Lavanya Rishishwar, I. King Jordan

Abstract

Mitochondrial replacement (MR) therapy is a new assisted reproductive technology that allows women with mitochondrial disorders to give birth to healthy children by combining their nuclei with mitochondria from unaffected egg donors. Evolutionary biologists have raised concerns about the safety of MR therapy based on the extent to which nuclear and mitochondrial genomes are observed to co-evolve within natural populations, i.e. the nuclear-mitochondrial mismatch hypothesis. In support of this hypothesis, a number of previous studies on model organisms have provided evidence for incompatibility between nuclear and mitochondrial genomes from divergent populations of the same species. We tested the nuclear-mitochondrial mismatch hypothesis for humans by observing the extent of naturally occurring nuclear-mitochondrial mismatch seen for 2,504 individuals across 26 populations, from 5 continental populations groups, characterized as part of the 1000 Genomes Project (1KGP).

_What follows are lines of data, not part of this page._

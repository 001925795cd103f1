//! Opens the shared region written to by `producer_demo`, drains whatever
//! records are available using a simple spin/yield backoff, and reports the
//! final drop count read from the header.
//!
//! Run `producer_demo` first; this binary does not wait for a producer that
//! hasn't started yet, it just drains what's there and stops once a handful
//! of consecutive empty reads suggest the producer is done.

#[path = "support.rs"]
mod support;

use nlnk_ring::{Backoff, Region, RingConfig, SpscRing};

const EMPTY_READS_BEFORE_STOP: u32 = 64;

fn main() -> std::io::Result<()> {
    let config = RingConfig::LOW_LATENCY;
    let path = support::default_path();
    let total_bytes = nlnk_ring::HEADER_BYTES + config.capacity_bytes as usize;

    let mut mmap = support::open_mapping(&path, total_bytes)?;
    let region = unsafe {
        Region::new(mmap.as_mut_ptr(), total_bytes, config.capacity_bytes, config.initialise)
    }
    .expect("consumer_demo: region validation failed");
    let ring = SpscRing::new(region);

    let mut dest = vec![0u8; config.capacity_bytes as usize];
    let mut backoff = Backoff::new();
    let mut received = 0u64;
    let mut empty_reads = 0u32;

    while empty_reads < EMPTY_READS_BEFORE_STOP {
        match ring.try_read(&mut dest) {
            Some(record) => {
                received += 1;
                empty_reads = 0;
                backoff.reset();
                if received % 2_000 == 0 {
                    println!(
                        "consumer_demo: received {received} (last type={} seq={} len={})",
                        record.msg_type, record.sequence, record.length
                    );
                }
            }
            None => {
                empty_reads += 1;
                backoff.snooze();
            }
        }
    }

    println!("consumer_demo: total received {received}");
    println!("consumer_demo: dropped_writes={}", ring.dropped_writes());

    Ok(())
}
use std::{fs, path::PathBuf};

use anyhow::{bail, Context, Result};
use clap::{Parser, Subcommand};
use shared::{
    domain::{Difficulty, ItemId, LengthCategory},
    protocol::NewCatalogItem,
};
use server_api::validate_new_item;
use storage::Storage;

#[derive(Parser, Debug)]
struct Cli {
    #[arg(long, env = "APP__DATABASE_URL", default_value = "sqlite://./data/academy.db")]
    database_url: String,
    #[command(subcommand)]
    command: Command,
}

#[derive(Subcommand, Debug)]
enum Command {
    /// Load tutorials from a JSON array, skipping ids already stored.
    Import { path: PathBuf },
    AddTutorial {
        title: String,
        #[arg(long, default_value = "")]
        description: String,
        #[arg(long)]
        topic: Option<String>,
        #[arg(long)]
        difficulty: Option<Difficulty>,
        #[arg(long)]
        length: Option<LengthCategory>,
        #[arg(long)]
        thumbnail: Option<String>,
    },
    List,
    Remove { item_id: String },
}

#[tokio::main]
async fn main() -> Result<()> {
    let cli = Cli::parse();
    let storage = Storage::new(&cli.database_url).await?;

    match cli.command {
        Command::Import { path } => {
            let raw = fs::read_to_string(&path)
                .with_context(|| format!("failed to read '{}'", path.display()))?;
            let items: Vec<NewCatalogItem> = serde_json::from_str(&raw)
                .with_context(|| format!("'{}' is not a tutorial array", path.display()))?;
            check_import(&items)
                .with_context(|| format!("'{}' was not imported", path.display()))?;
            let written = storage.import_items(&items).await?;
            println!("imported {written} of {} tutorials", items.len());
        }
        Command::AddTutorial {
            title,
            description,
            topic,
            difficulty,
            length,
            thumbnail,
        } => {
            let new_item = NewCatalogItem {
                id: None,
                title,
                description,
                topic,
                difficulty,
                length_category: length,
                thumbnail,
            };
            if let Err(err) = validate_new_item(&new_item) {
                bail!("{}", err.message);
            }
            let created = storage
                .insert_item(&new_item)
                .await?
                .context("generated id collided with an existing tutorial")?;
            println!("created tutorial id={}", created.id);
        }
        Command::List => {
            for stored in storage.list_stored_items().await? {
                println!(
                    "{}\t{}\t{}",
                    stored.item.id,
                    stored.created_at.format("%Y-%m-%d %H:%M"),
                    stored.item.title
                );
            }
        }
        Command::Remove { item_id } => {
            if storage.delete_item(&ItemId(item_id.clone())).await? {
                println!("removed tutorial id={item_id}");
            } else {
                println!("no tutorial with id={item_id}");
            }
        }
    }

    Ok(())
}

/// Applies the same rules as `POST /tutorials` to every record before any
/// of them is written.
fn check_import(items: &[NewCatalogItem]) -> Result<()> {
    for (index, item) in items.iter().enumerate() {
        if let Err(err) = validate_new_item(item) {
            bail!("tutorial #{} ('{}'): {}", index + 1, item.title, err.message);
        }
    }
    Ok(())
}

We also performed a replication analysis on mitochondrial DNA (mtDNA) haplotypes for 1,043 individuals from 58 populations, characterized as part of the Human Genome Diversity Project (HGDP). Nuclear DNA (nDNA) and mtDNA sequences from the 1KGP were directly compared within and between populations, and the population distributions of mtDNA haplotypes derived from both sequence (1KGP) and genotype (HGDP) data were evaluated. Levels of nDNA and mtDNA pairwise sequence divergence are highly correlated, consistent with their co-evolution among human populations. However, there are numerous cases of co-occurrence of nuclear and mitochondrial genomes from divergent populations within individual humans. Furthermore, pairs of individuals with closely related nuclear genomes can have highly divergent mtDNA haplotypes. Supposedly mismatched nuclear-mitochondrial genome combinations are found not only within individuals from populations known to be admixed, where they may be expected, but also from populations with low overall levels of observed admixture. These results show that mitochondrial and nuclear genomes from divergent human populations can co-exist within healthy individuals, indicating that mismatched nDNA-mtDNA combinations are not deleterious or subject to purifying selection. Accordingly, human nuclear-mitochondrial mismatches are not likely to jeopardize the safety of MR therapy.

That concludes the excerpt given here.